→ **Problem description**
Print every line of the material exactly.
----- Extracted information -----
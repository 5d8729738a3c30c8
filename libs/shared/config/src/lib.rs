use std::env;
use tracing::warn;

#[derive(Debug, Clone)]
pub struct AppConfig {
    pub appwrite_endpoint: String,
    pub appwrite_project_id: String,
    pub appwrite_api_key: String,
    pub appwrite_database_id: String,
    pub session_jwt_secret: String,
    pub mail_endpoint: String,
    pub mail_api_key: String,
}

impl AppConfig {
    pub fn from_env() -> Self {
        let config = Self {
            appwrite_endpoint: env::var("APPWRITE_ENDPOINT")
                .unwrap_or_else(|_| {
                    warn!("APPWRITE_ENDPOINT not set, using default");
                    "https://cloud.appwrite.io/v1".to_string()
                }),
            appwrite_project_id: env::var("APPWRITE_PROJECT_ID")
                .unwrap_or_else(|_| {
                    warn!("APPWRITE_PROJECT_ID not set, using empty value");
                    String::new()
                }),
            appwrite_api_key: env::var("APPWRITE_API_KEY")
                .unwrap_or_else(|_| {
                    warn!("APPWRITE_API_KEY not set, using empty value");
                    String::new()
                }),
            appwrite_database_id: env::var("APPWRITE_DATABASE_ID")
                .unwrap_or_else(|_| {
                    warn!("APPWRITE_DATABASE_ID not set, using empty value");
                    String::new()
                }),
            session_jwt_secret: env::var("SESSION_JWT_SECRET")
                .unwrap_or_else(|_| {
                    warn!("SESSION_JWT_SECRET not set, using empty value");
                    String::new()
                }),
            mail_endpoint: env::var("MAIL_ENDPOINT")
                .unwrap_or_else(|_| {
                    warn!("MAIL_ENDPOINT not set, using empty value");
                    String::new()
                }),
            mail_api_key: env::var("MAIL_API_KEY")
                .unwrap_or_else(|_| {
                    warn!("MAIL_API_KEY not set, using empty value");
                    String::new()
                }),
        };

        if !config.is_configured() {
            warn!("Application not fully configured - missing environment variables");
        }

        config
    }

    pub fn is_configured(&self) -> bool {
        !self.appwrite_endpoint.is_empty()
            && !self.appwrite_project_id.is_empty()
            && !self.appwrite_api_key.is_empty()
            && !self.appwrite_database_id.is_empty()
            && !self.session_jwt_secret.is_empty()
    }

    pub fn is_mailer_configured(&self) -> bool {
        !self.mail_endpoint.is_empty() && !self.mail_api_key.is_empty()
    }
}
-----
→ **Exercise result**
repository 5d8729738a3c30c8
filename libs/shared/config/src/lib.rs
use std::env;
use tracing::warn;

#[derive(Debug, Clone)]
pub struct AppConfig {
    pub appwrite_endpoint: String,
    pub appwrite_project_id: String,
    pub appwrite_api_key: String,
    pub appwrite_database_id: String,
    pub session_jwt_secret: String,
    pub mail_endpoint: String,
    pub mail_api_key: String,
}

impl AppConfig {
    pub fn from_env() -> Self {
        let config = Self {
            appwrite_endpoint: env::var("APPWRITE_ENDPOINT")
                .unwrap_or_else(|_| {
                    warn!("APPWRITE_ENDPOINT not set, using default");
                    "https://cloud.appwrite.io/v1".to_string()
                }),
            appwrite_project_id: env::var("APPWRITE_PROJECT_ID")
                .unwrap_or_else(|_| {
                    warn!("APPWRITE_PROJECT_ID not set, using empty value");
                    String::new()
                }),
            appwrite_api_key: env::var("APPWRITE_API_KEY")
                .unwrap_or_else(|_| {
                    warn!("APPWRITE_API_KEY not set, using empty value");
                    String::new()
                }),
            appwrite_database_id: env::var("APPWRITE_DATABASE_ID")
                .unwrap_or_else(|_| {
                    warn!("APPWRITE_DATABASE_ID not set, using empty value");
                    String::new()
                }),
            session_jwt_secret: env::var("SESSION_JWT_SECRET")
                .unwrap_or_else(|_| {
                    warn!("SESSION_JWT_SECRET not set, using empty value");
                    String::new()
                }),
            mail_endpoint: env::var("MAIL_ENDPOINT")
                .unwrap_or_else(|_| {
                    warn!("MAIL_ENDPOINT not set, using empty value");
                    String::new()
                }),
            mail_api_key: env::var("MAIL_API_KEY")
                .unwrap_or_else(|_| {
                    warn!("MAIL_API_KEY not set, using empty value");
                    String::new()
                }),
        };

        if !config.is_configured() {
            warn!("Application not fully configured - missing environment variables");
        }

        config
    }

    pub fn is_configured(&self) -> bool {
        !self.appwrite_endpoint.is_empty()
            && !self.appwrite_project_id.is_empty()
            && !self.appwrite_api_key.is_empty()
            && !self.appwrite_database_id.is_empty()
            && !self.session_jwt_secret.is_empty()
    }

    pub fn is_mailer_configured(&self) -> bool {
        !self.mail_endpoint.is_empty() && !self.mail_api_key.is_empty()
    }
}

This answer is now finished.